You say we are committed to 2 degrees, yet Hansen [3] is saying we must
keep under 1 degree. I think that the only way out of this dilemma is a
massive effort to reduce CO2 concentration in the atmosphere - paid for
out of fossil fuel income. By having a tax on fossil fuel carbon taken
out of the ground, we can pay to put the carbon back in the ground - and
more. It's the obvious logical way to sort out the economics - market
forces will then work on behalf of the environment. Nicholas Stern [4]
has described the current situation as a market failure! We need the
oil/gas industry to be part of the solution rather than part of the problem.
Biochar offers a way to remove carbon while increasing crop yealds.
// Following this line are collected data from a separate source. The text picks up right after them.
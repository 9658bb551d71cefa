//! Integration tests for `BestBuyClient` using wiremock HTTP mocks.

use serde_json::json;
use stockcheck_bestbuy::{BestBuyClient, BestBuyConfig, BestBuyError};
use stockcheck_core::normalize_postal_code;
use wiremock::matchers::{method, path, query_param};
use wiremock::{Mock, MockServer, ResponseTemplate};

fn test_client(base_url: &str) -> BestBuyClient {
    BestBuyClient::new(&BestBuyConfig {
        api_key: "test-key".to_string(),
        base_url: base_url.to_string(),
        timeout_secs: 5,
        user_agent: "stockcheck-test/0.1".to_string(),
    })
    .expect("client construction should not fail")
}

fn store_json(store_id: &str, distance: f64) -> serde_json::Value {
    json!({
        "storeID": store_id,
        "name": "Richmond West Broad",
        "address": "9901 W Broad St",
        "city": "Glen Allen",
        "state": "VA",
        "postalCode": "23060",
        "storeType": "Big Box",
        "minPickupHours": 1,
        "lowStock": false,
        "distance": distance
    })
}

#[tokio::test]
async fn fetch_availability_returns_parsed_stores() {
    let server = MockServer::start().await;

    Mock::given(method("GET"))
        .and(path("/products/6364255/stores.json"))
        .and(query_param("postalCode", "23223"))
        .and(query_param("apiKey", "test-key"))
        .respond_with(ResponseTemplate::new(200).set_body_json(json!({
            "ispuEligible": true,
            "stores": [store_json("1118", 7.83), store_json("281", 12.4)]
        })))
        .expect(1)
        .mount(&server)
        .await;

    let client = test_client(&server.uri());
    let zip = normalize_postal_code("23223").unwrap();
    let stores = client
        .fetch_availability(zip, "6364255")
        .await
        .expect("should parse stores");

    assert_eq!(stores.len(), 2);
    assert_eq!(stores[0].store_id, "1118");
    assert_eq!(stores[1].store_id, "281");
    assert!((stores[1].distance - 12.4).abs() < f64::EPSILON);
}

#[tokio::test]
async fn missing_stores_key_yields_empty_list() {
    let server = MockServer::start().await;

    Mock::given(method("GET"))
        .and(path("/products/54321/stores.json"))
        .respond_with(ResponseTemplate::new(200).set_body_json(json!({"ispuEligible": true})))
        .mount(&server)
        .await;

    let client = test_client(&server.uri());
    let zip = normalize_postal_code("23223").unwrap();
    let stores = client
        .fetch_availability(zip, "54321")
        .await
        .expect("empty body is not an error");
    assert!(stores.is_empty());
}

#[tokio::test]
async fn null_and_empty_stores_yield_empty_list() {
    let server = MockServer::start().await;

    Mock::given(method("GET"))
        .and(path("/products/1/stores.json"))
        .respond_with(ResponseTemplate::new(200).set_body_json(json!({"stores": null})))
        .mount(&server)
        .await;
    Mock::given(method("GET"))
        .and(path("/products/2/stores.json"))
        .respond_with(ResponseTemplate::new(200).set_body_json(json!({"stores": []})))
        .mount(&server)
        .await;

    let client = test_client(&server.uri());
    let zip = normalize_postal_code("23223").unwrap();
    assert!(client.fetch_availability(zip, "1").await.unwrap().is_empty());
    assert!(client.fetch_availability(zip, "2").await.unwrap().is_empty());
}

#[tokio::test]
async fn non_success_status_is_an_http_error_without_the_key() {
    let server = MockServer::start().await;

    Mock::given(method("GET"))
        .respond_with(ResponseTemplate::new(403).set_body_json(json!({
            "errorCode": "403",
            "errorMessage": "The provided API Key is invalid."
        })))
        .mount(&server)
        .await;

    let client = test_client(&server.uri());
    let zip = normalize_postal_code("23223").unwrap();
    let err = client
        .fetch_availability(zip, "6364255")
        .await
        .expect_err("403 should fail");

    assert!(matches!(err, BestBuyError::Http(_)), "got: {err:?}");
    assert!(!err.to_string().contains("test-key"));
}

#[tokio::test]
async fn malformed_body_is_a_deserialize_error() {
    let server = MockServer::start().await;

    Mock::given(method("GET"))
        .respond_with(ResponseTemplate::new(200).set_body_string("<html>maintenance</html>"))
        .mount(&server)
        .await;

    let client = test_client(&server.uri());
    let zip = normalize_postal_code("23223").unwrap();
    let err = client
        .fetch_availability(zip, "6364255")
        .await
        .expect_err("html body should fail");

    match err {
        BestBuyError::Deserialize { context, .. } => {
            assert!(context.contains("sku=6364255"));
            assert!(!context.contains("test-key"));
        }
        other => panic!("expected Deserialize, got: {other:?}"),
    }
}

#[tokio::test]
async fn failed_request_is_not_retried() {
    let server = MockServer::start().await;

    Mock::given(method("GET"))
        .respond_with(ResponseTemplate::new(503))
        .expect(1)
        .mount(&server)
        .await;

    let client = test_client(&server.uri());
    let zip = normalize_postal_code("23223").unwrap();
    assert!(client.fetch_availability(zip, "6364255").await.is_err());
}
As
you start your clip "we do not have good agricultural land to waste"; so
upgrading lower quality soils must be a vital part of avoiding a food
crisis, but with biochar and appropriate subsistence farming practice,
CO2 can also be drawn down.
But going back to Arctic methane - if we don't sort that out, all
efforts to limit global warming through CO2 level reduction will be
kiboshed. We must do our utmost to keep methane warming well below CO2
warming otherwise we could get to a fatal 3 degrees within a few
decades. This is why I'm holding the Arctic methane workshop in London,
15-16th October - to brainstorm on what can be done from a practical,
engineering point of view. If anybody has good ideas, please let me know!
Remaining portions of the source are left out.